In contrast to visits at top-performing institutions, the site visits at the average-performing institutions uncovered palpable conflict among the missions of patient care, education, and research. The clinical department chairs demonstrated inconsistency in their interest in the patient care missions, and the hospital leaders were either unable or unwilling to address this issue. Leaders were less engaged at the grass-roots level, and chairs often opted out of quality and safety initiatives, with leaders tending only to work with the more cooperative or engaged departments or chairs. Board members were much less engaged, and quality initiatives were not widespread. A sense of satisfaction with the current state of quality and safety was a prevailing theme.

Keys to Success

The authors suggest that their new composite scoring system represents an improvement over currently available institutional ratings on quality and safety, which include the well-known US News and World Report rankings, Health Grades, and Hospital Compare, citing the wide variety of patient-level measures used in their scoring system as its unique strength.4-6 The authors also acknowledge the weaknesses of their scoring system, including the absence of measurements for access to care and ambulatory care quality and coordination.
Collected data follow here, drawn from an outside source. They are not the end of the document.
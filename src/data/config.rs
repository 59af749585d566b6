use fieldcheck::gate::DEFAULT_SPAN;
use std::fmt;
use std::str::FromStr;

#[derive(Debug, Clone, Copy, PartialEq)]
pub enum OutputFormat {
    Text,
    Csv,
    Json,
}

impl OutputFormat {
    pub fn all() -> &'static [&'static str] {
        &["text", "csv", "json"]
    }
}

impl FromStr for OutputFormat {
    type Err = String;

    fn from_str(s: &str) -> Result<Self, Self::Err> {
        match s.to_ascii_lowercase().as_str() {
            "text" => Ok(OutputFormat::Text),
            "csv" => Ok(OutputFormat::Csv),
            "json" => Ok(OutputFormat::Json),
            _ => Err(format!(
                "Invalid format: {}. Expected one of: {}",
                s,
                Self::all().join(", ")
            )),
        }
    }
}

impl fmt::Display for OutputFormat {
    fn fmt(&self, f: &mut fmt::Formatter<'_>) -> fmt::Result {
        let name = match self {
            OutputFormat::Text => "text",
            OutputFormat::Csv => "csv",
            OutputFormat::Json => "json",
        };
        write!(f, "{}", name)
    }
}

#[derive(Debug, Clone)]
pub struct OutputOptions {
    pub format: OutputFormat,
    pub headers: bool,
}

impl Default for OutputOptions {
    fn default() -> Self {
        Self {
            format: OutputFormat::Text,
            headers: true,
        }
    }
}

#[derive(Debug, Clone)]
pub struct Parameters {
    pub output: OutputOptions,
    pub span: f64,
    pub perf: bool,
}

impl Default for Parameters {
    fn default() -> Self {
        Self {
            output: OutputOptions::default(),
            span: DEFAULT_SPAN,
            perf: false,
        }
    }
}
Recently, a framework for healthcare organizations to develop and validate their own safety measurements has been described.7 It is important to note that this study did not address the educational activities of the AMCs. Because residents are frequently at the “sharp end” of healthcare delivery in AMCs, their attitudes and skills will affect patient safety and quality to a large degree. This relationship between resident education and involvement in patient safety activities and hospital outcomes should be studied further.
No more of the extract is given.